Beginning what would initially be a successful screen career, Haymes appeared in the star-studded musical Four Jills in a Jeep in 1944 and as one of the stars in Irish Eyes Are Smiling. He received star billing in several of the top Fox musicals of the era, including Billy Rose’s Diamond Horseshoe, State Fair, Do You Love Me, and the Shocking Miss Pilgrim.

Haymes kept busy on radio as well. In 1944, he became a regular on the NBC program Everything for the Boys, which teamed him with singer Helen Forrest, whom he had briefly worked with and became close friends with during his time with Harry James. The pair also recorded together and toured with the U.S.O. When Forrest left the show in 1947, NBC retitled it The Dick Haymes Show.

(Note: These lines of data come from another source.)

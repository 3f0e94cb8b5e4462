//! Confirmation prompt support

use std::io::{self, Write};

use anyhow::Result;

/// Prompt for confirmation
///
/// Returns true if user confirms, false otherwise.
/// In non-interactive mode (no TTY), returns false.
pub fn confirm(prompt: &str) -> Result<bool> {
    // Check if stdin is a TTY
    if !atty::is(atty::Stream::Stdin) {
        return Ok(false);
    }

    print!("{} [y/N] ", prompt);
    io::stdout().flush()?;

    let mut input = String::new();
    io::stdin().read_line(&mut input)?;

    let input = input.trim().to_lowercase();
    Ok(input == "y" || input == "yes")
}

In several films, Haymes worked with Betty Grable, then the wife of James. Haymes and Grable had an affair, which cooled his formerly good relationship with James for many years. Haymes was a notorious womanizer, often using the willing Forrest as his alibi, telling his wife that they had been working together. Marshall finally had enough in early 1945 and after one particular incident left her husband and announced she was filing for divorce. Press accounts painted the separation as a fight over her intention to have a film career of her own. The two reconciled in March.

Decline

In 1947, Fox starred Haymes in the musical Carnival in Costa Rica, the first to list his name at the top of the credits. The film proved a box office disaster, prompting Fox to release Haymes from his contract as part of a cost-cutting move that saw all but the studio’s most profitable stars remain. Universal picked up Haymes for two pictures, but the resulting efforts, Up in Central Park and One Touch Venus, both proved failures as well. With three bombs in a row, Haymes was now considered box office poison, and he found himself without any motion picture prospects. At the same time, poor ratings of his radio program caused its cancellation in 1948. Though his records still sold well, without the extra income from Hollywood and radio he was forced to tour more aggressively than he had in the past.

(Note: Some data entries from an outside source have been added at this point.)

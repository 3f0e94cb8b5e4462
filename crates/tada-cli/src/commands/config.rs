//! Config command handlers

use std::path::PathBuf;

use anyhow::{bail, Context, Result};

use tada_core::Config;

use crate::output::{Output, OutputFormat};

/// Show current configuration
pub fn show(config_path: Option<&PathBuf>, output: &Output) -> Result<()> {
    let config =
        Config::load_with_cli_override(config_path).context("Failed to load configuration")?;

    match output.format {
        OutputFormat::Json => {
            println!(
                "{}",
                serde_json::json!({
                    "data_dir": config.data_dir,
                    "log_file": config.log_file
                })
            );
        }
        OutputFormat::Quiet => {
            println!("{}", config.data_dir.display());
        }
        OutputFormat::Human => {
            let effective_path = config_path
                .cloned()
                .unwrap_or_else(Config::config_file_path);
            println!("Configuration:");
            println!("  data_dir: {}", config.data_dir.display());
            println!(
                "  log_file: {}",
                config
                    .log_file
                    .as_ref()
                    .map(|p| p.display().to_string())
                    .unwrap_or_else(|| "(not set)".to_string())
            );
            println!();
            println!("Config file: {}", effective_path.display());
        }
    }

    Ok(())
}

/// Set a configuration value
pub fn set(
    key: String,
    value: String,
    config_path: Option<&PathBuf>,
    output: &Output,
) -> Result<()> {
    let mut config =
        Config::load_with_cli_override(config_path).context("Failed to load configuration")?;

    match key.as_str() {
        "data_dir" => {
            config.data_dir = value.clone().into();
        }
        "log_file" => {
            config.log_file = if value.is_empty() || value == "none" {
                None
            } else {
                Some(value.clone().into())
            };
        }
        _ => {
            bail!(
                "Unknown configuration key: '{}'\n\
                 Valid keys: data_dir, log_file",
                key
            );
        }
    }

    // Save to the CLI-specified path or default
    let save_path = config_path
        .cloned()
        .unwrap_or_else(Config::config_file_path);
    config
        .save_to_path(&save_path)
        .context("Failed to save configuration")?;

    output.success(&format!("Set {} = {}", key, value));

    Ok(())
}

A troubled home life also began to take its toll. While his film career suffered, his wife, now using the name Joanna Dru, found hers taking off after appearing in Howard Hawk’s Red River with John Wayne and Montgomery Cliff in 1948. The success of that film led her to be cast in John Ford’s She Wore a Yellow Ribbon, also with Wayne. She had become a major star in a way that Haymes never had, and he took out his frustrations by starting to drink heavily.

He also continued his infidelity, which including a “torrid” relationship with Nora Eddington, estranged wife of Errol Flynn. When Dru found out, she at first tried to convince Eddington to give him up but eventually filed for divorce at Christmas time in 1948. The ink on the final divorce decrees for both Haymes and Eddington had barely dried in mid-1949 before they married.

Public opinion of Haymes took a sharp drop after his divorce from Dru. Haymes had always been portrayed to the public as a staunch family man, whose wife stood by him and supported him. People held a much less positive view of Eddington, who was seen as a “liberated” woman. When pictures began to circulate of she and Haymes attending lavish Hollywood parties, in contrast to the family photos seen during his marriage with Dru, Haymes was attacked in the press, sometimes virulently.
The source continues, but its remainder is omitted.